You can pay the LMI as a single lump sum when you set up the loan, or you can capitalize it on loan repayments, which is what most borrowers end up doing. For most lenders, the LMI fee can be included in the loan amount. If the LMI is added to the amount of the mortgage loan, the borrower will pay interest on the total loan and increase the minimum monthly repayments on the loan. You have two general options for paying the LMI: as a single payment when your loan is paid off, or the cost can be added to the total amount of the loan.
While the LMI is a one-time cost, you may have to pay it again if you move properties. The LMI is an insurance policy that covers the mortgage lender against any losses that may be incurred if the borrower defaults on the loan. The LMI does NOT cover the borrower, it only covers banks and lenders. The LMI allows the lender to trust in offering you a mortgage loan, even if you haven't reached that 20% deposit.
Your guarantor can help by providing additional security that reduces the LVR to 80% and thus allows you to avoid paying the LMI. Your Yellow Brick Road mortgage broker can help you weigh the advantages and disadvantages of using the LMI or waiting until you have accumulated a 20% deposit.
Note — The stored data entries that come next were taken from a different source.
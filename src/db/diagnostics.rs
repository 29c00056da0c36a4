use crate::db::query::ExecutionResult;
use serde::Serialize;
use serde_json::Value;
use tracing::warn;

/// Maximum number of statements reported by one slow-query lookup.
pub const SLOW_QUERY_LIMIT: usize = 20;

#[derive(Debug, Clone, PartialEq, Serialize)]
pub struct SlowQueryRecord {
    pub sql_id: String,
    pub sql_text: String,
    pub elapsed_ms: f64,
    pub executions: i64,
}

/// Statements from `pg_stat_statements` whose cumulative execution time
/// exceeds `threshold_ms`, slowest first.
pub fn slow_query_sql(threshold_ms: f64) -> String {
    format!(
        "SELECT queryid::text AS sql_id,
                query AS sql_text,
                total_exec_time AS elapsed_ms,
                calls AS executions
         FROM pg_stat_statements
         WHERE total_exec_time > {threshold_ms}
         ORDER BY total_exec_time DESC
         LIMIT {SLOW_QUERY_LIMIT}"
    )
}

pub fn slow_queries_from_result(result: &ExecutionResult) -> Vec<SlowQueryRecord> {
    let (Some(id), Some(text), Some(elapsed), Some(calls)) = (
        result.column_index("sql_id"),
        result.column_index("sql_text"),
        result.column_index("elapsed_ms"),
        result.column_index("executions"),
    ) else {
        warn!(
            "Unexpected slow-query columns: {:?}",
            result.column_names()
        );
        return Vec::new();
    };

    result
        .rows
        .iter()
        .filter_map(|row| {
            Some(SlowQueryRecord {
                sql_id: as_text(row.get(id)?)?,
                sql_text: as_text(row.get(text)?)?,
                elapsed_ms: row.get(elapsed)?.as_f64()?,
                executions: row.get(calls)?.as_i64()?,
            })
        })
        .collect()
}

fn as_text(value: &Value) -> Option<String> {
    match value {
        Value::String(s) => Some(s.clone()),
        Value::Number(n) => Some(n.to_string()),
        _ => None,
    }
}
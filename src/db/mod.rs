mod connection;
mod diagnostics;
mod gateway;
mod query;

pub use connection::*;
pub use diagnostics::*;
pub use gateway::*;
pub use query::*;
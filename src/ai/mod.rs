mod cloud_api;
mod context;
mod generator;

pub use cloud_api::*;
pub use context::*;
pub use generator::*;
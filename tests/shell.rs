mod common;

use common::{table, FakeDatabase, ScriptedBackend};
use serde_json::json;
use sqlpilot_lib::ai::QueryGenerator;
use sqlpilot_lib::commands::AppState;
use sqlpilot_lib::db::DatabaseGateway;
use sqlpilot_lib::guard::SqlGuard;
use sqlpilot_lib::pipeline::{Pipeline, PipelineState};
use sqlpilot_lib::shell::Shell;
use std::sync::Arc;
use tokio::io::AsyncBufReadExt;

fn app(db: &FakeDatabase, backend: Arc<ScriptedBackend>) -> AppState {
    let gateway = Arc::new(DatabaseGateway::new("localhost:5432/hr", Arc::new(db.clone())));
    AppState::new(Pipeline::new(
        QueryGenerator::new(backend),
        SqlGuard::new(),
        gateway,
    ))
}

async fn run_script(state: &AppState, script: &str) -> (String, PipelineState) {
    let mut shell = Shell::new(state, Some("HR".into()));
    let mut lines = script.as_bytes().lines();
    let mut out = Vec::new();
    shell.run(&mut lines, &mut out).await.unwrap();
    let final_state = shell.context().state();
    (String::from_utf8(out).unwrap(), final_state)
}

#[tokio::test]
async fn scripted_session_generates_runs_and_analyzes() {
    let db = FakeDatabase::new();
    db.respond(
        "SELECT CITY FROM HR.LOCATIONS",
        table(&["CITY"], vec![vec![json!("Oslo")], vec![json!("Lima")]]),
    );
    let backend = ScriptedBackend::new();
    backend
        .reply("SELECT CITY FROM HR.LOCATIONS;")
        .reply("Two cities on two continents.");
    let state = app(&db, backend.clone());

    let (output, final_state) = run_script(
        &state,
        "\\run\n\\connect hr pw\nwhich cities do we have\n\\run\n\\analyze\n\\quit\n",
    )
    .await;

    assert!(output.contains("Error: No query to execute"));
    assert!(output.contains("Connected to localhost:5432/hr as hr"));
    assert!(output.contains("Generated SQL:\nSELECT CITY FROM HR.LOCATIONS;"));
    assert!(output.contains(" CITY\n------\n Oslo\n Lima\n(2 rows"));
    assert!(output.contains("Insights:\nTwo cities on two continents."));
    assert_eq!(final_state, PipelineState::Analyzing);
    assert!(backend.requests()[0].user.contains("Target schema: HR"));
}

#[tokio::test]
async fn blocked_and_failed_statements_are_reported_not_fatal() {
    let db = FakeDatabase::new();
    let state = app(&db, ScriptedBackend::new());

    let (output, _) = run_script(
        &state,
        "\\connect hr nope\n\\connect hr pw\n\\sql DELETE FROM HR.EMPLOYEES;\n\\run\n\\sql SELECT * FROM HR.NOPE;\n\\run\nlist jobs\n\\history\n",
    )
    .await;

    assert!(output.contains("Connection failed: Authentication failed: 28P01"));
    assert!(output.contains("Error: Query blocked by security rules: only SELECT statements are allowed"));
    assert!(output.contains("Error: Execution error: 42P01"));
    assert!(output.contains("Error: Completion backend error"));
    assert!(output.contains("Error: Query history is disabled."));
    assert!(db.executed().iter().all(|sql| !sql.contains("DELETE")));
}

#[tokio::test]
async fn end_of_input_ends_the_session() {
    let db = FakeDatabase::new();
    let state = app(&db, ScriptedBackend::new());

    let (output, final_state) = run_script(&state, "\\state\n\\help\n").await;
    assert!(output.contains("state Idle | disconnected | schema HR"));
    assert!(output.contains("\\analyze"));
    assert_eq!(final_state, PipelineState::Idle);
}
Although they are rare and have strict requirements, if you can show that you meet the conditions, you may have the opportunity to receive a discount on your LMI or even to be exempted from the LMI. Your mortgage broker will be able to identify not only how likely it is that the LMI will be approved, but also how long the application may take.
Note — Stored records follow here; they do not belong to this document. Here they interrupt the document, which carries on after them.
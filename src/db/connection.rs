use crate::db::query::{pg_type_to_string, pg_value_to_json, ColumnDef, RawResult};
use crate::error::{AssistantError, Result, VendorError};
use async_trait::async_trait;
use postgres_native_tls::MakeTlsConnector;
use serde::{Deserialize, Serialize};
use std::fmt;
use std::str::FromStr;
use std::time::Duration;
use tokio::task::JoinHandle;
use tokio_postgres::Client;
use tracing::{debug, warn};

const CONNECT_TIMEOUT: Duration = Duration::from_secs(15);

/// A `host:port/service` descriptor. For PostgreSQL the service is the database name.
#[derive(Debug, Clone, PartialEq, Eq)]
pub struct Dsn {
    pub host: String,
    pub port: u16,
    pub service: String,
}

impl FromStr for Dsn {
    type Err = AssistantError;

    fn from_str(s: &str) -> Result<Self> {
        let malformed = || AssistantError::MalformedDsn(s.to_string());
        let (host, port_service) = s.trim().split_once(':').ok_or_else(malformed)?;
        let (port, service) = port_service.split_once('/').ok_or_else(malformed)?;
        let port: u16 = port.trim().parse().map_err(|_| malformed())?;
        if host.trim().is_empty() || service.trim().is_empty() {
            return Err(malformed());
        }
        Ok(Dsn {
            host: host.trim().to_string(),
            port,
            service: service.trim().to_string(),
        })
    }
}

impl fmt::Display for Dsn {
    fn fmt(&self, f: &mut fmt::Formatter<'_>) -> fmt::Result {
        write!(f, "{}:{}/{}", self.host, self.port, self.service)
    }
}

#[derive(Debug, Clone, Copy, Serialize, Deserialize, Default, PartialEq, Eq)]
#[serde(rename_all = "lowercase")]
pub enum SslMode {
    #[default]
    Prefer,
    Require,
    Disable,
}

impl FromStr for SslMode {
    type Err = AssistantError;

    fn from_str(s: &str) -> Result<Self> {
        match s.trim().to_ascii_lowercase().as_str() {
            "prefer" => Ok(SslMode::Prefer),
            "require" => Ok(SslMode::Require),
            "disable" => Ok(SslMode::Disable),
            other => Err(AssistantError::Config(format!(
                "Invalid ssl mode '{}'. Use 'disable', 'prefer' or 'require'.",
                other
            ))),
        }
    }
}

impl From<SslMode> for tokio_postgres::config::SslMode {
    fn from(mode: SslMode) -> Self {
        match mode {
            SslMode::Prefer => tokio_postgres::config::SslMode::Prefer,
            SslMode::Require => tokio_postgres::config::SslMode::Require,
            SslMode::Disable => tokio_postgres::config::SslMode::Disable,
        }
    }
}

#[derive(Clone)]
pub struct ConnectionConfig {
    pub dsn: Dsn,
    pub user: String,
    pub password: String,
    pub ssl_mode: SslMode,
}

// Password stays out of logs.
impl fmt::Debug for ConnectionConfig {
    fn fmt(&self, f: &mut fmt::Formatter<'_>) -> fmt::Result {
        f.debug_struct("ConnectionConfig")
            .field("dsn", &self.dsn)
            .field("user", &self.user)
            .field("ssl_mode", &self.ssl_mode)
            .finish_non_exhaustive()
    }
}

/// Opens sessions against a database backend.
#[async_trait]
pub trait Connector: Send + Sync {
    async fn connect(&self, config: &ConnectionConfig) -> Result<Box<dyn DbSession>>;
}

/// One live connection. Implementations translate every driver failure into
/// [`AssistantError::Execution`] so no driver type crosses this boundary.
#[async_trait]
pub trait DbSession: Send {
    async fn run(&mut self, sql: &str) -> Result<RawResult>;

    /// Release the connection. Calling it more than once is a no-op.
    async fn close(&mut self);
}

/// Connects with `tokio-postgres`, using native TLS according to the ssl mode.
#[derive(Debug, Default, Clone)]
pub struct PostgresConnector;

#[async_trait]
impl Connector for PostgresConnector {
    async fn connect(&self, config: &ConnectionConfig) -> Result<Box<dyn DbSession>> {
        let mut pg_config = tokio_postgres::Config::new();
        pg_config
            .host(&config.dsn.host)
            .port(config.dsn.port)
            .dbname(&config.dsn.service)
            .user(&config.user)
            .password(&config.password)
            .ssl_mode(config.ssl_mode.into())
            .connect_timeout(CONNECT_TIMEOUT);

        let tls_connector = native_tls::TlsConnector::builder().build().map_err(|e| {
            AssistantError::Connection(VendorError::new("08001", format!("TLS setup failed: {}", e)))
        })?;

        let (client, connection) = pg_config
            .connect(MakeTlsConnector::new(tls_connector))
            .await
            .map_err(|e| {
                let vendor = VendorError::from_postgres(&e, "08001");
                if vendor.is_auth_failure() {
                    AssistantError::Authentication(vendor)
                } else {
                    AssistantError::Connection(vendor)
                }
            })?;

        // Spawn the connection handler
        let driver = tokio::spawn(async move {
            if let Err(e) = connection.await {
                warn!("PostgreSQL connection error: {}", e);
            }
        });

        Ok(Box::new(PgSession {
            client: Some(client),
            driver: Some(driver),
        }))
    }
}

struct PgSession {
    client: Option<Client>,
    driver: Option<JoinHandle<()>>,
}

#[async_trait]
impl DbSession for PgSession {
    async fn run(&mut self, sql: &str) -> Result<RawResult> {
        let to_domain = |e: tokio_postgres::Error| {
            AssistantError::Execution(VendorError::from_postgres(&e, "08006"))
        };
        let client = self.client.as_ref().ok_or(AssistantError::NotConnected)?;

        // The prepared statement is closed server-side when `stmt` drops,
        // including on the error path below.
        let stmt = client.prepare(sql).await.map_err(to_domain)?;
        let rows = client.query(&stmt, &[]).await.map_err(to_domain)?;

        if stmt.columns().is_empty() {
            debug!("Statement produced no column description");
            return Ok(RawResult {
                columns: None,
                rows: Vec::new(),
            });
        }

        let columns: Vec<ColumnDef> = stmt
            .columns()
            .iter()
            .map(|col| ColumnDef {
                name: col.name().to_string(),
                data_type: pg_type_to_string(col.type_()),
            })
            .collect();

        let mut result_rows = Vec::with_capacity(rows.len());
        for row in &rows {
            let mut values = Vec::with_capacity(columns.len());
            for i in 0..columns.len() {
                values.push(pg_value_to_json(row, i));
            }
            result_rows.push(values);
        }

        Ok(RawResult {
            columns: Some(columns),
            rows: result_rows,
        })
    }

    async fn close(&mut self) {
        // Dropping the last client handle ends the connection future.
        drop(self.client.take());
        if let Some(driver) = self.driver.take() {
            if let Err(e) = driver.await {
                warn!("Connection task ended abnormally: {}", e);
            }
        }
    }
}

#[cfg(test)]
mod tests {
    use super::*;

    #[test]
    fn parses_host_port_service() {
        let dsn: Dsn = "db.internal:5432/sales".parse().unwrap();
        assert_eq!(dsn.host, "db.internal");
        assert_eq!(dsn.port, 5432);
        assert_eq!(dsn.service, "sales");
        assert_eq!(dsn.to_string(), "db.internal:5432/sales");
    }

    #[test]
    fn rejects_descriptor_without_separators() {
        for raw in ["localhost:5432", "localhost/sales", "localhost", "", "host/5432:sales"] {
            let err = raw.parse::<Dsn>().unwrap_err();
            assert!(matches!(err, AssistantError::MalformedDsn(_)), "{raw}");
        }
    }

    #[test]
    fn rejects_non_numeric_port_and_empty_parts() {
        assert!(matches!(
            "localhost:pg/sales".parse::<Dsn>(),
            Err(AssistantError::MalformedDsn(_))
        ));
        assert!(matches!(
            ":5432/sales".parse::<Dsn>(),
            Err(AssistantError::MalformedDsn(_))
        ));
        assert!(matches!(
            "localhost:5432/".parse::<Dsn>(),
            Err(AssistantError::MalformedDsn(_))
        ));
    }

    #[test]
    fn ssl_mode_parsing() {
        assert_eq!("REQUIRE".parse::<SslMode>().unwrap(), SslMode::Require);
        assert_eq!("disable".parse::<SslMode>().unwrap(), SslMode::Disable);
        assert!("verify-full".parse::<SslMode>().is_err());
    }

    #[test]
    fn debug_output_hides_password() {
        let config = ConnectionConfig {
            dsn: "localhost:5432/hr".parse().unwrap(),
            user: "hr".into(),
            password: "hunter2".into(),
            ssl_mode: SslMode::Disable,
        };
        assert!(!format!("{:?}", config).contains("hunter2"));
    }
}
Lenders who waive the LMI in favor of their own risk commission (also called reduced capital commission, REF or low deposit premium, LDP) are able to maintain the lending process in-house through their own policies. However, if your loan is paid off early, you may be able to get a partial refund of the LMI, depending on the lender. Your lender may be able to recover the deficit from the LMI provider, but even if it does, it doesn't mean you're free of problems. Since the LMI is normally paid when you come to terms with all other lender and government charges, you'll need to plan to pay this additional cost in addition to your deposit.
Your mortgage LMI calculator can help you understand how much you'll have to pay for a 30-year loan term. We can assess your financial situation and your real estate objectives and provide you with an overview of the LMI charges you might incur. While the LMI may seem like another cost meant to be a burden for homebuyers, the LMI can help those with a minimum deposit of 5% enter the market before property prices rise even higher. However, it's important to remember that the LMI doesn't provide you with any protection even if you pay it; it's there to protect your lender.
Since the LMI allows borrowers to buy a property with a lower deposit, it can be a real facilitator for investors who want to create a diverse portfolio with multiple properties. However, if you find it difficult to save a 20% deposit, you may still be able to borrow from a lender, but you may need to hire an LMI to reduce the risk for the lender.